** Opening Exercise data block **

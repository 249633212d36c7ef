use std::path::PathBuf;
use thiserror::Error;

/// Errors raised by the prediction pipeline
#[derive(Debug, Error)]
pub enum PredictionError {
    #[error("Missing required feature: {name}")]
    MissingFeature { name: String },

    /// Any failure while assembling the row or running the model.
    /// The reason is for logs only and must not reach the caller.
    #[error("Inference failed: {reason}")]
    Inference { reason: String },
}

impl PredictionError {
    pub fn inference(reason: impl Into<String>) -> Self {
        PredictionError::Inference {
            reason: reason.into(),
        }
    }
}

/// Errors raised while loading the model and feature schema at startup.
/// All of them are fatal: the service must not start serving.
#[derive(Debug, Error)]
pub enum ArtifactError {
    #[error("Artifact not found: {}", path.display())]
    NotFound { path: PathBuf },

    #[error("Failed to read artifact {}: {source}", path.display())]
    Io {
        path: PathBuf,
        #[source]
        source: std::io::Error,
    },

    #[error("Corrupt artifact {}: {reason}", path.display())]
    Corrupt { path: PathBuf, reason: String },

    #[error("Feature schema {} is empty", path.display())]
    EmptySchema { path: PathBuf },

    #[error("Feature schema {} lists column '{column}' more than once", path.display())]
    DuplicateColumn { path: PathBuf, column: String },

    #[error("Warmup inference failed: {reason}")]
    Warmup { reason: String },
}

/// A single field outside its documented operating range
#[derive(Debug, Clone, PartialEq, Error)]
#[error("{field} = {value} is outside [{min}, {max}]")]
pub struct RangeViolation {
    pub field: &'static str,
    pub value: f64,
    pub min: f64,
    pub max: f64,
}

#[cfg(test)]
mod tests {
    use super::*;

    #[test]
    fn test_missing_feature_message_names_key() {
        let err = PredictionError::MissingFeature {
            name: "DO_mg_L".to_string(),
        };
        assert_eq!(err.to_string(), "Missing required feature: DO_mg_L");
    }

    #[test]
    fn test_artifact_error_formatting() {
        let err = ArtifactError::DuplicateColumn {
            path: PathBuf::from("feature_columns.json"),
            column: "pH".to_string(),
        };

        let msg = err.to_string();
        assert!(msg.contains("feature_columns.json"));
        assert!(msg.contains("'pH'"));
    }

    #[test]
    fn test_range_violation_formatting() {
        let violation = RangeViolation {
            field: "prawn_density_per_m2",
            value: 100.0,
            min: 5.0,
            max: 45.0,
        };
        assert_eq!(
            violation.to_string(),
            "prawn_density_per_m2 = 100 is outside [5, 45]"
        );
    }
}

/// A required input that is present but not a JSON number
#[derive(Debug, Clone, PartialEq, Error)]
#[error("{field}: Input should be a valid number, got {found}")]
pub struct FeatureTypeError {
    pub field: &'static str,
    pub found: String,
}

** Closing Exercise data block **

Each of the lines above should be printed again precisely as it reads.

Answer section:
repository 249633212d36c7ef
use std::path::PathBuf;
use thiserror::Error;

/// Errors raised by the prediction pipeline
#[derive(Debug, Error)]
pub enum PredictionError {
    #[error("Missing required feature: {name}")]
    MissingFeature { name: String },

    /// Any failure while assembling the row or running the model.
    /// The reason is for logs only and must not reach the caller.
    #[error("Inference failed: {reason}")]
    Inference { reason: String },
}

impl PredictionError {
    pub fn inference(reason: impl Into<String>) -> Self {
        PredictionError::Inference {
            reason: reason.into(),
        }
    }
}

/// Errors raised while loading the model and feature schema at startup.
/// All of them are fatal: the service must not start serving.
#[derive(Debug, Error)]
pub enum ArtifactError {
    #[error("Artifact not found: {}", path.display())]
    NotFound { path: PathBuf },

    #[error("Failed to read artifact {}: {source}", path.display())]
    Io {
        path: PathBuf,
        #[source]
        source: std::io::Error,
    },

    #[error("Corrupt artifact {}: {reason}", path.display())]
    Corrupt { path: PathBuf, reason: String },

    #[error("Feature schema {} is empty", path.display())]
    EmptySchema { path: PathBuf },

    #[error("Feature schema {} lists column '{column}' more than once", path.display())]
    DuplicateColumn { path: PathBuf, column: String },

    #[error("Warmup inference failed: {reason}")]
    Warmup { reason: String },
}

/// A single field outside its documented operating range
#[derive(Debug, Clone, PartialEq, Error)]
#[error("{field} = {value} is outside [{min}, {max}]")]
pub struct RangeViolation {
    pub field: &'static str,
    pub value: f64,
    pub min: f64,
    pub max: f64,
}

#[cfg(test)]
mod tests {
    use super::*;

    #[test]
    fn test_missing_feature_message_names_key() {
        let err = PredictionError::MissingFeature {
            name: "DO_mg_L".to_string(),
        };
        assert_eq!(err.to_string(), "Missing required feature: DO_mg_L");
    }

    #[test]
    fn test_artifact_error_formatting() {
        let err = ArtifactError::DuplicateColumn {
            path: PathBuf::from("feature_columns.json"),
            column: "pH".to_string(),
        };

        let msg = err.to_string();
        assert!(msg.contains("feature_columns.json"));
        assert!(msg.contains("'pH'"));
    }

    #[test]
    fn test_range_violation_formatting() {
        let violation = RangeViolation {
            field: "prawn_density_per_m2",
            value: 100.0,
            min: 5.0,
            max: 45.0,
        };
        assert_eq!(
            violation.to_string(),
            "prawn_density_per_m2 = 100 is outside [5, 45]"
        );
    }
}

/// A required input that is present but not a JSON number
#[derive(Debug, Clone, PartialEq, Error)]
#[error("{field}: Input should be a valid number, got {found}")]
pub struct FeatureTypeError {
    pub field: &'static str,
    pub found: String,
}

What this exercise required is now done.